Material for the task Block Start
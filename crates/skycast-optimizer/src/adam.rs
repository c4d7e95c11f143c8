//! Adam optimizer.
//!
//! Adam (Adaptive Moment Estimation) keeps exponential moving averages of
//! the gradients (first moment) and squared gradients (second moment). The
//! bias correction is folded into the step size, and epsilon is added to the
//! uncorrected second-moment root.
//!
//! # Example
//!
//! ```
//! use skycast_optimizer::{Optimizer, Adam, OptimizerConfig};
//!
//! let mut adam = Adam::new(OptimizerConfig::default()).unwrap();
//! let mut params = vec![1.0, 2.0, 3.0];
//! let gradients = vec![0.1, 0.2, 0.3];
//! adam.apply_gradients(&mut params, &gradients);
//! ```

use crate::{Optimizer, OptimizerConfig, OptimizerError};
use serde::{Deserialize, Serialize};

/// Adam optimizer with adaptive learning rates and momentum.
///
/// Updates parameters using:
/// ```text
/// m = beta1 * m + (1 - beta1) * gradient
/// v = beta2 * v + (1 - beta2) * gradient^2
/// step = learning_rate * sqrt(1 - beta2^t) / (1 - beta1^t)
/// param = param - step * m / (sqrt(v) + epsilon)
/// ```
#[derive(Debug, Clone, Serialize, Deserialize)]
pub struct Adam {
    learning_rate: f32,
    beta1: f32,
    beta2: f32,
    epsilon: f32,
    /// First moment estimates (mean of gradients).
    m: Vec<f32>,
    /// Second moment estimates (mean of squared gradients).
    v: Vec<f32>,
    /// Current timestep for bias correction.
    t: u64,
    config: OptimizerConfig,
}

impl Adam {
    /// Creates a new Adam optimizer with the given parameters.
    ///
    /// # Errors
    ///
    /// Returns an error if a hyperparameter is out of range.
    pub fn with_params(
        learning_rate: f32,
        beta1: f32,
        beta2: f32,
        epsilon: f32,
    ) -> Result<Self, OptimizerError> {
        Self::new(OptimizerConfig::Adam {
            learning_rate,
            beta1,
            beta2,
            epsilon,
        })
    }

    /// Returns the current first moment state.
    pub fn first_moment(&self) -> &[f32] {
        &self.m
    }

    /// Returns the current second moment state.
    pub fn second_moment(&self) -> &[f32] {
        &self.v
    }

    /// Returns the current timestep.
    pub fn timestep(&self) -> u64 {
        self.t
    }

    /// Resets the optimizer state.
    pub fn reset_state(&mut self) {
        self.m.clear();
        self.v.clear();
        self.t = 0;
    }
}

impl Optimizer for Adam {
    fn new(config: OptimizerConfig) -> Result<Self, OptimizerError> {
        config.validate()?;
        match config {
            OptimizerConfig::Adam {
                learning_rate,
                beta1,
                beta2,
                epsilon,
            } => Ok(Self {
                learning_rate,
                beta1,
                beta2,
                epsilon,
                m: Vec::new(),
                v: Vec::new(),
                t: 0,
                config,
            }),
            _ => Err(OptimizerError::ConfigMismatch {
                expected: "Adam".to_string(),
                got: config.name().to_string(),
            }),
        }
    }

    fn apply_gradients(&mut self, params: &mut [f32], gradients: &[f32]) {
        assert_eq!(
            params.len(),
            gradients.len(),
            "parameter and gradient lengths differ"
        );
        if self.m.len() != params.len() {
            self.m = vec![0.0; params.len()];
            self.v = vec![0.0; params.len()];
        }

        self.t += 1;
        let t = i32::try_from(self.t).unwrap_or(i32::MAX);
        let bias_correction1 = 1.0 - self.beta1.powi(t);
        let bias_correction2 = 1.0 - self.beta2.powi(t);
        let step = self.learning_rate * bias_correction2.sqrt() / bias_correction1;

        for ((p, g), (m, v)) in params
            .iter_mut()
            .zip(gradients.iter())
            .zip(self.m.iter_mut().zip(self.v.iter_mut()))
        {
            *m = self.beta1 * *m + (1.0 - self.beta1) * g;
            *v = self.beta2 * *v + (1.0 - self.beta2) * g * g;
            *p -= step * *m / (v.sqrt() + self.epsilon);
        }
    }

    fn config(&self) -> &OptimizerConfig {
        &self.config
    }
}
Material for the task Block End
#### What the task requires
Please make the answer a complete, exact reproduction of the records.

#### Result
filename crates/skycast-optimizer/src/adam.rs
repository c4d7e95c11f143c8
//! Adam optimizer.
//!
//! Adam (Adaptive Moment Estimation) keeps exponential moving averages of
//! the gradients (first moment) and squared gradients (second moment). The
//! bias correction is folded into the step size, and epsilon is added to the
//! uncorrected second-moment root.
//!
//! # Example
//!
//! ```
//! use skycast_optimizer::{Optimizer, Adam, OptimizerConfig};
//!
//! let mut adam = Adam::new(OptimizerConfig::default()).unwrap();
//! let mut params = vec![1.0, 2.0, 3.0];
//! let gradients = vec![0.1, 0.2, 0.3];
//! adam.apply_gradients(&mut params, &gradients);
//! ```

use crate::{Optimizer, OptimizerConfig, OptimizerError};
use serde::{Deserialize, Serialize};

/// Adam optimizer with adaptive learning rates and momentum.
///
/// Updates parameters using:
/// ```text
/// m = beta1 * m + (1 - beta1) * gradient
/// v = beta2 * v + (1 - beta2) * gradient^2
/// step = learning_rate * sqrt(1 - beta2^t) / (1 - beta1^t)
/// param = param - step * m / (sqrt(v) + epsilon)
/// ```
#[derive(Debug, Clone, Serialize, Deserialize)]
pub struct Adam {
    learning_rate: f32,
    beta1: f32,
    beta2: f32,
    epsilon: f32,
    /// First moment estimates (mean of gradients).
    m: Vec<f32>,
    /// Second moment estimates (mean of squared gradients).
    v: Vec<f32>,
    /// Current timestep for bias correction.
    t: u64,
    config: OptimizerConfig,
}

impl Adam {
    /// Creates a new Adam optimizer with the given parameters.
    ///
    /// # Errors
    ///
    /// Returns an error if a hyperparameter is out of range.
    pub fn with_params(
        learning_rate: f32,
        beta1: f32,
        beta2: f32,
        epsilon: f32,
    ) -> Result<Self, OptimizerError> {
        Self::new(OptimizerConfig::Adam {
            learning_rate,
            beta1,
            beta2,
            epsilon,
        })
    }

    /// Returns the current first moment state.
    pub fn first_moment(&self) -> &[f32] {
        &self.m
    }

    /// Returns the current second moment state.
    pub fn second_moment(&self) -> &[f32] {
        &self.v
    }

    /// Returns the current timestep.
    pub fn timestep(&self) -> u64 {
        self.t
    }

    /// Resets the optimizer state.
    pub fn reset_state(&mut self) {
        self.m.clear();
        self.v.clear();
        self.t = 0;
    }
}

impl Optimizer for Adam {
    fn new(config: OptimizerConfig) -> Result<Self, OptimizerError> {
        config.validate()?;
        match config {
            OptimizerConfig::Adam {
                learning_rate,
                beta1,
                beta2,
                epsilon,
            } => Ok(Self {
                learning_rate,
                beta1,
                beta2,
                epsilon,
                m: Vec::new(),
                v: Vec::new(),
                t: 0,
                config,
            }),
            _ => Err(OptimizerError::ConfigMismatch {
                expected: "Adam".to_string(),
                got: config.name().to_string(),
            }),
        }
    }

    fn apply_gradients(&mut self, params: &mut [f32], gradients: &[f32]) {
        assert_eq!(
            params.len(),
            gradients.len(),
            "parameter and gradient lengths differ"
        );
        if self.m.len() != params.len() {
            self.m = vec![0.0; params.len()];
            self.v = vec![0.0; params.len()];
        }

        self.t += 1;
        let t = i32::try_from(self.t).unwrap_or(i32::MAX);
        let bias_correction1 = 1.0 - self.beta1.powi(t);
        let bias_correction2 = 1.0 - self.beta2.powi(t);
        let step = self.learning_rate * bias_correction2.sqrt() / bias_correction1;

        for ((p, g), (m, v)) in params
            .iter_mut()
            .zip(gradients.iter())
            .zip(self.m.iter_mut().zip(self.v.iter_mut()))
        {
            *m = self.beta1 * *m + (1.0 - self.beta1) * g;
            *v = self.beta2 * *v + (1.0 - self.beta2) * g * g;
            *p -= step * *m / (v.sqrt() + self.epsilon);
        }
    }

    fn config(&self) -> &OptimizerConfig {
        &self.config
    }
}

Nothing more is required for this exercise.